Quand je suis sortie avec ma fille Samiha, qui m’accompagne toujours, il faisait encore noir et le reste de la famille dormait encore.

Nous avons pris un taxi au point de ralliement, à al-Birah, et avons payé 70 shekels.

C’était le premier arrêt de la journée. Le car est parti à sept heures pour le check-point de Ni’lin, en passant par les villages situés à l’ouest de Ramallah.

Nous étions environ une cinquantaine.

La porte du check-point ne s’ouvre qu’à huit heures et c’est alors qu’on descend du car.

J’utilise une canne pour m’aider à marcher et ma fille, Samila, m’aide aussi jusqu’au où j’entre dans le check-point.

Il faut passer par deux tourniquets, ce qui est très difficile pour moi, avec la canne.
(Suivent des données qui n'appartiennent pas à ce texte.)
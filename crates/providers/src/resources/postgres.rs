//! `postgres_session(user, password, host, port, query[, database])`.
//!
//! Queries run through `psql` on the target. Every query over the same
//! connection tuple within a control shares one [`PgSession`], so a refused
//! connection is attempted once and reported for every later query.

use crate::commands::{command_set, PsqlInvocation};
use crate::executor::Executor;
use crate::parsers::{parse_psql_rows, psql_failure, PsqlFailure};
use crate::registry::ResourceFactory;
use crate::resource::{Resource, ResourceError, ResourceScope};
use crate::resources::{expect_arity, port_arg, text_arg};
use async_trait::async_trait;
use hostspec_common::hash::short_digest;
use hostspec_profile::Value;
use std::sync::atomic::{AtomicUsize, Ordering};
use std::sync::{Arc, OnceLock};
use tokio::sync::OnceCell;
use tracing::{debug, warn};

const PROPERTIES: &[&str] = &["output", "rows"];

/// Connection state shared by queries over one (user, password, host, port).
#[derive(Debug)]
pub struct PgSession {
    label: String,
    failure: OnceLock<ResourceError>,
    queries: AtomicUsize,
}

impl PgSession {
    fn new(user: &str, host: &str, port: u16) -> Self {
        Self {
            label: format!("{}@{}:{}", user, host, port),
            failure: OnceLock::new(),
            queries: AtomicUsize::new(0),
        }
    }

    /// Number of queries sent to the server.
    pub fn queries_sent(&self) -> usize {
        self.queries.load(Ordering::Relaxed)
    }

    /// Run a prepared psql command line and return its rows.
    pub async fn query(
        &self,
        executor: &dyn Executor,
        command: &str,
    ) -> Result<Vec<String>, ResourceError> {
        if let Some(err) = self.failure.get() {
            debug!("Session {} already failed, not retrying", self.label);
            return Err(err.clone());
        }

        self.queries.fetch_add(1, Ordering::Relaxed);
        let output = executor.execute(command).await?;
        match psql_failure(&output) {
            None => Ok(parse_psql_rows(&output.stdout)),
            Some(PsqlFailure::Query(message)) => Err(ResourceError::Query(message)),
            Some(PsqlFailure::Connection(message)) => {
                warn!("Postgres session {} failed: {}", self.label, message);
                let err = ResourceError::Connection(format!("{}: {}", self.label, message));
                let _ = self.failure.set(err.clone());
                Err(err)
            }
        }
    }
}

pub struct PostgresSessionFactory;

#[async_trait]
impl ResourceFactory for PostgresSessionFactory {
    async fn construct(
        &self,
        args: &[Value],
        scope: &mut ResourceScope,
    ) -> Result<Arc<dyn Resource>, ResourceError> {
        expect_arity(
            args,
            5,
            6,
            "postgres_session(user, password, host, port, query[, database])",
        )?;
        let user = text_arg(args, 0, "user")?;
        let password = match args.get(1) {
            Some(Value::Text(p)) => p.clone(),
            _ => {
                return Err(ResourceError::InvalidArguments(
                    "password must be text".to_string(),
                ))
            }
        };
        let host = text_arg(args, 2, "host")?;
        let port = port_arg(args, 3)?;
        let query = text_arg(args, 4, "query")?;
        let database = match args.get(5) {
            Some(_) => Some(text_arg(args, 5, "database")?),
            None => None,
        };

        let executor = scope.executor();
        let command = command_set(executor.os_type())
            .psql_cmd(&PsqlInvocation {
                user: &user,
                password: &password,
                host: &host,
                port,
                database: database.as_deref(),
                query: &query,
            })
            .ok_or_else(|| {
                ResourceError::InvalidArguments(
                    "connection parameters contain unsafe characters".to_string(),
                )
            })?;

        // Keyed by a digest so the password never sits in a map key.
        let key = format!(
            "{}@{}:{}#{}",
            user,
            host,
            port,
            short_digest(&password, 16)
        );
        let session = scope.session(&key, || PgSession::new(&user, &host, port));

        Ok(Arc::new(PostgresQuery {
            session,
            command,
            executor,
            cached: OnceCell::new(),
        }))
    }

    fn secret_args(&self) -> &'static [usize] {
        &[1]
    }
}

struct PostgresQuery {
    session: Arc<PgSession>,
    command: String,
    executor: Arc<dyn Executor>,
    cached: OnceCell<Result<Vec<String>, ResourceError>>,
}

impl PostgresQuery {
    async fn rows(&self) -> Result<Vec<String>, ResourceError> {
        self.cached
            .get_or_init(|| self.session.query(self.executor.as_ref(), &self.command))
            .await
            .clone()
    }
}

#[async_trait]
impl Resource for PostgresQuery {
    fn properties(&self) -> &'static [&'static str] {
        PROPERTIES
    }

    async fn get(&self, property: &str) -> Result<Value, ResourceError> {
        match property {
            "output" => Ok(Value::from(self.rows().await?)),
            "rows" => Ok(Value::Int(self.rows().await?.len() as i64)),
            other => Err(ResourceError::property_not_found(other, PROPERTIES)),
        }
    }
}

#[cfg(test)]
mod tests {
    use super::*;
    use crate::executor::{CommandOutput, ScriptedExecutor};
    use hostspec_common::OsType;

    fn args(password: &str, query: &str) -> Vec<Value> {
        vec![
            Value::from("postgres"),
            Value::from(password),
            Value::from("localhost"),
            Value::from(5432u16),
            Value::from(query),
        ]
    }

    #[tokio::test]
    async fn test_query_output_rows() {
        let executor = ScriptedExecutor::new(OsType::Linux).on(
            "pg_catalog.pg_user",
            CommandOutput::ok("alice\npostgres\n"),
        );
        let mut scope = ResourceScope::new(Arc::new(executor));
        let handle = PostgresSessionFactory
            .construct(
                &args("mysecretpassword", "SELECT usename FROM pg_catalog.pg_user;"),
                &mut scope,
            )
            .await
            .unwrap();

        assert_eq!(
            handle.get("output").await.unwrap(),
            Value::from(vec!["alice", "postgres"])
        );
        assert_eq!(handle.get("rows").await.unwrap(), Value::Int(2));
    }

    #[tokio::test]
    async fn test_session_shared_and_failure_remembered() {
        let executor = Arc::new(ScriptedExecutor::new(OsType::Linux).on(
            "psql",
            CommandOutput::failed(
                2,
                "psql: error: connection to server at \"localhost\" failed: Connection refused",
            ),
        ));
        let mut scope = ResourceScope::new(executor.clone());

        let users = PostgresSessionFactory
            .construct(&args("pw", "SELECT usename FROM pg_user;"), &mut scope)
            .await
            .unwrap();
        let dbs = PostgresSessionFactory
            .construct(&args("pw", "SELECT datname FROM pg_database;"), &mut scope)
            .await
            .unwrap();
        assert_eq!(scope.session_count(), 1);

        assert!(matches!(users.get("output").await, Err(ResourceError::Connection(_))));
        assert!(matches!(dbs.get("output").await, Err(ResourceError::Connection(_))));
        assert_eq!(executor.commands().len(), 1);
    }

    #[tokio::test]
    async fn test_different_password_is_different_session() {
        let mut scope = ResourceScope::new(Arc::new(ScriptedExecutor::new(OsType::Linux)));
        PostgresSessionFactory
            .construct(&args("a", "SELECT 1;"), &mut scope)
            .await
            .unwrap();
        PostgresSessionFactory
            .construct(&args("b", "SELECT 1;"), &mut scope)
            .await
            .unwrap();
        assert_eq!(scope.session_count(), 2);
    }

    #[tokio::test]
    async fn test_sql_error_does_not_poison_session() {
        let executor = Arc::new(
            ScriptedExecutor::new(OsType::Linux)
                .on("nope", CommandOutput::failed(1, "ERROR:  relation \"nope\" does not exist"))
                .on("pg_database", CommandOutput::ok("db_test\npostgres\n")),
        );
        let mut scope = ResourceScope::new(executor.clone());
        let bad = PostgresSessionFactory
            .construct(&args("pw", "SELECT * FROM nope;"), &mut scope)
            .await
            .unwrap();
        let good = PostgresSessionFactory
            .construct(&args("pw", "SELECT datname FROM pg_database;"), &mut scope)
            .await
            .unwrap();

        assert!(matches!(bad.get("output").await, Err(ResourceError::Query(_))));
        assert_eq!(
            good.get("output").await.unwrap(),
            Value::from(vec!["db_test", "postgres"])
        );
    }

    #[tokio::test]
    async fn test_invalid_arguments() {
        let mut scope = ResourceScope::new(Arc::new(ScriptedExecutor::new(OsType::Linux)));
        let mut bad_port = args("pw", "SELECT 1;");
        bad_port[3] = Value::Int(99999);
        assert!(PostgresSessionFactory.construct(&bad_port, &mut scope).await.is_err());

        let mut bad_host = args("pw", "SELECT 1;");
        bad_host[2] = Value::from("localhost; reboot");
        assert!(PostgresSessionFactory.construct(&bad_host, &mut scope).await.is_err());

        assert!(PostgresSessionFactory
            .construct(&args("pw", "SELECT 1;")[..4], &mut scope)
            .await
            .is_err());
    }
}
//! Hashing utilities for profile digests and redaction placeholders.

use sha2::{Digest, Sha256};

/// Compute SHA256 hash of bytes.
pub fn sha256_bytes(data: &[u8]) -> String {
    let mut hasher = Sha256::new();
    hasher.update(data);
    hex::encode(hasher.finalize())
}

/// Compute SHA256 hash of a string.
pub fn sha256_str(s: &str) -> String {
    sha256_bytes(s.as_bytes())
}

/// First `len` hex characters of the SHA256 of `s`.
pub fn short_digest(s: &str, len: usize) -> String {
    let mut digest = sha256_str(s);
    digest.truncate(len.min(digest.len()));
    digest
}
//! Ordered registry of controls.

use crate::control::Control;
use crate::impact::Impact;
use std::collections::HashMap;
use std::sync::Arc;
use thiserror::Error;
use tracing::debug;

/// Registration error.
#[derive(Error, Debug, Clone, PartialEq, Eq)]
pub enum RegistryError {
    #[error("Duplicate control id: {0}")]
    DuplicateControl(String),
}

/// Holds every loaded control in declaration order.
#[derive(Debug, Clone, Default)]
pub struct ControlRegistry {
    controls: Vec<Arc<Control>>,
    index: HashMap<String, usize>,
}

impl ControlRegistry {
    pub fn new() -> Self {
        Self::default()
    }

    /// Append a control. Identifiers must be unique.
    pub fn define(&mut self, control: Control) -> Result<(), RegistryError> {
        if self.index.contains_key(&control.id) {
            return Err(RegistryError::DuplicateControl(control.id));
        }
        debug!(
            "Registered control {} ({} assertions)",
            control.id,
            control.assertions.len()
        );
        self.index.insert(control.id.clone(), self.controls.len());
        self.controls.push(Arc::new(control));
        Ok(())
    }

    /// Every control, in registration order. Each call starts over.
    pub fn all(&self) -> impl Iterator<Item = &Arc<Control>> + Clone + '_ {
        self.controls.iter()
    }

    /// Controls accepted by `predicate`, in registration order.
    pub fn filter<'a, P>(&'a self, predicate: P) -> impl Iterator<Item = &'a Arc<Control>> + 'a
    where
        P: Fn(&Control) -> bool + 'a,
    {
        self.controls.iter().filter(move |c| predicate(c))
    }

    /// Owned selection for handing to the engine.
    pub fn select(&self, filter: &ControlFilter) -> Vec<Arc<Control>> {
        self.filter(|c| filter.matches(c)).cloned().collect()
    }

    pub fn get(&self, id: &str) -> Option<&Arc<Control>> {
        self.index.get(id).and_then(|&i| self.controls.get(i))
    }

    pub fn len(&self) -> usize {
        self.controls.len()
    }

    pub fn is_empty(&self) -> bool {
        self.controls.is_empty()
    }
}

/// Selection criteria for a partial run. Empty criteria select everything.
#[derive(Debug, Clone, Default, PartialEq)]
pub struct ControlFilter {
    /// Exact control ids.
    pub ids: Vec<String>,
    /// A control matches if it carries any of these tags.
    pub tags: Vec<String>,
    pub min_impact: Option<Impact>,
}

impl ControlFilter {
    pub fn matches(&self, control: &Control) -> bool {
        if !self.ids.is_empty() && !self.ids.iter().any(|id| *id == control.id) {
            return false;
        }
        if !self.tags.is_empty() && !self.tags.iter().any(|t| control.has_tag(t)) {
            return false;
        }
        match self.min_impact {
            Some(min) => control.impact >= min,
            None => true,
        }
    }

    pub fn is_empty(&self) -> bool {
        self.ids.is_empty() && self.tags.is_empty() && self.min_impact.is_none()
    }
}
Puis nous avons déposé nos sacs et nos affaires et tout ce qui était en métal, y compris la canne, sur un tapis roulant pour les passer au scanner, après quoi nous sommes passées par un autre sas d’inspection au scanner juste à côté.

Puis chacun est passé, un à la fois, de l’autre côté d’une paroi en verre, derrière laquelle un employé est assis, et vous devez lever les mains de façon à ce qu’il puisse se rendre compte que vous n’avez rien en main, puis vous allez à une fenêtre d’acueil et vous leur donnez votre carte d’identité et votre permis.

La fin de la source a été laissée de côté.